Cet article cherche à déterminer les enjeux et l’opportunité d’une réforme du secteur de la sécurité (RSS) en Haïti. Plus précisément, il essaie de clarifier le processus de rédaction de cette réforme et d’identifier les différents secteurs et structures concernés. Une analyse des données indique qu’une réforme du secteur de la sécurité (RSS), impliquant les acteurs tels que les institutions de sécurité, de gestion et contrôle du domaine, les organismes, les institutions et instances de la société civile, permettra à l’État de reprendre le contrôle du territoire et d’établir la sécurité dans le pays tout entier.

Mots-clés : réforme, modernisation, secteur de la sécurité, système de sécurité, programmation de la RSS, réforme du secteur de la sécurité (RSS)

 

INTRODUCTION

La crise sécuritaire à laquelle est confrontée Haïti actuellement montre les limites des institutions de sécurité (Police, Justice, Administration pénitentiaire) du pays.

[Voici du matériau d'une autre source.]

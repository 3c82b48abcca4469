pub mod estimate_controller;

pub use estimate_controller::configure;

Rien que pour les mois de janvier et février 2024, 2 500 personnes ont été tuées, blessées ou kidnappées (ONU, 2024). Tandis que l’année 2023 a enregistré 5 000 personnes tuées, 1 432 blessés, 2 951 enlevés et 37 policiers assassinés (Conseil de Sécurité, 2024).  Pour faire face à l’insécurité, notamment à la violence des gangs armés, le gouvernement a augmenté de 13% le budget de l’État alloué à la PNH ; des équipements de protection individuelle, des armes et véhicules blindés ont été fournis et plus de 400 agents de l’institution ont reçu des formations en renforcement des capacités (Conseil de Sécurité, 2024). Toutefois, pour une population estimée à 12 millions d’habitants par l’Institut haïtien de Statistique et d’Informatique (IHSI)[1], la Police Nationale d’Haïti (PNH) dispose au 30 juin 2023 d’un effectif de 14 087 membres ; tandis que, selon les recommandations internationales, 25 000 officiers seraient nécessaires pour assurer la sécurité au pays. Il s’avère que la PNH se trouve dans l’incapacité d’endiguer, en dépit du soutien du Bureau intégré des Nations Unies (BINUH), la violence des gangs armés estimés à 300 en Haïti (Walker & Valencia, 2022). Ces derniers allaient connaître une certaine prolifération suite à la coalition en 2020 de neuf gangs à Port-au-Prince (Walker & Valencia, 2022). Quant au système judiciaire haïtien, outre « son sabotage répétitif» par des gouvernements passés, il fait face, selon ce rapport de l’ONU, à des problèmes de corruption et de politisation (ONU, 2024). Par conséquent, il est actuellement peu opérationnel. En raison de très faibles taux de poursuites et de condamnations, les conditions de vie étaient déplorables dans les prisons surpeuplées, avant l’évasion des 3 500 détenus de mars 2024 du Pénitencier national. Sur une population carcérale de 11816 détenus, en août 2023, seuls 1 892 ont été reconnus coupables d’une infraction. Ces faits génèrent des conséquences néfastes dans divers domaines dont l’économie qui a connu des contractions consécutives de 2019 à 2022 de l’ordre de 1,7%, 3,3% ; 1,8% et 1,7% (Haïti Présentation, s. d.)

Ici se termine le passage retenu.